◆ DATA SHOWN
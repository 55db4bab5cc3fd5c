//! Job-Cascade main entry point
//!
//! This is the command-line interface for the Job-Cascade listing extractor.

use anyhow::Context;
use clap::Parser;
use job_cascade::config::{load_config_with_hash, validate, Config};
use job_cascade::crawler::{build_collaborators, harvest};
use job_cascade::extract::api_candidates;
use job_cascade::output::{load_statistics, print_statistics, SqliteOutput};
use job_cascade::proxy::{redact, ProxyRotation};
use job_cascade::url::build_search_url;
use std::path::{Path, PathBuf};
use tracing_subscriber::EnvFilter;

/// Job-Cascade: a waterfall job-listing extractor
///
/// Job-Cascade pulls job postings from a listing site by trying direct API
/// guesses, HTML cards, JSON-LD and finally a rendered browser page, then
/// follows pagination and stores deduplicated records in SQLite.
#[derive(Parser, Debug)]
#[command(name = "job-cascade")]
#[command(version = "1.0.0")]
#[command(about = "A waterfall job-listing extractor", long_about = None)]
struct Cli {
    /// Path to TOML configuration file
    #[arg(value_name = "CONFIG")]
    config: PathBuf,

    /// Increase logging verbosity (-v, -vv, -vvv)
    #[arg(short, long, action = clap::ArgAction::Count)]
    verbose: u8,

    /// Suppress non-error output
    #[arg(short, long, conflicts_with = "verbose")]
    quiet: bool,

    /// Validate config and show what would be fetched without fetching
    #[arg(long, conflicts_with = "stats")]
    dry_run: bool,

    /// Show the last run's statistics from the database and exit
    #[arg(long, conflicts_with = "dry_run")]
    stats: bool,
}

#[tokio::main]
async fn main() -> anyhow::Result<()> {
    let cli = Cli::parse();

    setup_logging(cli.verbose, cli.quiet);

    tracing::info!("Loading configuration from: {}", cli.config.display());
    let (config, hash) = load_config_with_hash(&cli.config)
        .with_context(|| format!("Failed to load configuration {}", cli.config.display()))?;
    tracing::info!("Configuration loaded successfully (hash: {})", hash);

    if cli.dry_run {
        handle_dry_run(&config)?;
    } else if cli.stats {
        handle_stats(&config)?;
    } else {
        handle_harvest(config).await?;
    }

    Ok(())
}

/// Sets up the logging/tracing subscriber based on verbosity level
fn setup_logging(verbose: u8, quiet: bool) {
    let filter = if quiet {
        EnvFilter::new("error")
    } else {
        match verbose {
            0 => EnvFilter::new("job_cascade=info,warn"),
            1 => EnvFilter::new("job_cascade=debug,info"),
            2 => EnvFilter::new("job_cascade=trace,debug"),
            _ => EnvFilter::new("trace"),
        }
    };

    tracing_subscriber::fmt()
        .with_env_filter(filter)
        .with_target(false)
        .with_thread_ids(false)
        .with_file(false)
        .init();
}

/// Handles the --dry-run mode: validates config and shows what would be fetched
fn handle_dry_run(config: &Config) -> anyhow::Result<()> {
    validate(config)?;
    let listing = build_search_url(&config.search)?;

    println!("=== Job-Cascade Dry Run ===\n");

    println!("Search:");
    println!("  Listing URL: {}", listing);
    println!("  Max jobs: {}", config.effective_max_jobs());
    if let Some(job_type) = config.search.job_type.as_deref().filter(|t| !t.is_empty()) {
        println!("  Job type filter: {}", job_type);
    }

    println!("\nAPI candidates:");
    for candidate in api_candidates(&listing) {
        println!("  - {}", candidate);
    }

    println!("\nPagination:");
    println!("  Max pages: {}", config.pagination.max_pages);
    println!("  Page parameter: {}", config.pagination.page_param);

    println!("\nEnrichment:");
    if config.enrichment_requested() {
        println!("  Enabled ({} workers)", config.enrichment.concurrency);
        println!("  Full descriptions: {}", config.search.include_full_description);
    } else {
        println!("  Disabled");
    }

    println!("\nProxies ({}):", config.proxy.urls.len());
    for proxy in &config.proxy.urls {
        println!("  - {}", redact(proxy));
    }

    println!("\nBrowser:");
    match config.browser.remote_url.as_deref().filter(|u| !u.is_empty()) {
        Some(remote) => println!("  Remote renderer: {} (max {} pages)", remote, config.browser.max_pages),
        None => println!("  None (browser strategy skipped)"),
    }

    println!("\nOutput:");
    println!("  Database: {}", config.output.database_path);
    println!("  Batch size: {}", config.output.batch_size);

    println!("\n✓ Configuration is valid");

    Ok(())
}

/// Handles the --stats mode: shows the stored statistics record
fn handle_stats(config: &Config) -> anyhow::Result<()> {
    println!("Database: {}\n", config.output.database_path);

    let output = SqliteOutput::new(Path::new(&config.output.database_path))
        .context("Failed to open output database")?;

    match load_statistics(&output)? {
        Some(stats) => print_statistics(&stats),
        None => println!("No statistics recorded yet"),
    }

    Ok(())
}

/// Handles the main extraction run
async fn handle_harvest(config: Config) -> anyhow::Result<()> {
    let proxies = ProxyRotation::new(config.proxy.urls.clone());
    let (fetcher, browser) = build_collaborators(&config, &proxies)?;

    let mut output = SqliteOutput::new(Path::new(&config.output.database_path))
        .context("Failed to open output database")?;

    match harvest(config, fetcher, browser, &mut output).await {
        Ok(stats) => {
            tracing::info!(
                "Run completed: {} jobs via {} in {:.2}s",
                stats.total_jobs,
                stats.extraction_method,
                stats.duration_seconds
            );
            Ok(())
        }
        Err(e) => {
            tracing::error!("Run failed: {}", e);
            Err(e.into())
        }
    }
}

◆ WHAT YOU SHOULD DO
Among the entries, how many lines contain the string "short"? Give the number without anything else.

◆ EXPECTED ANSWER
2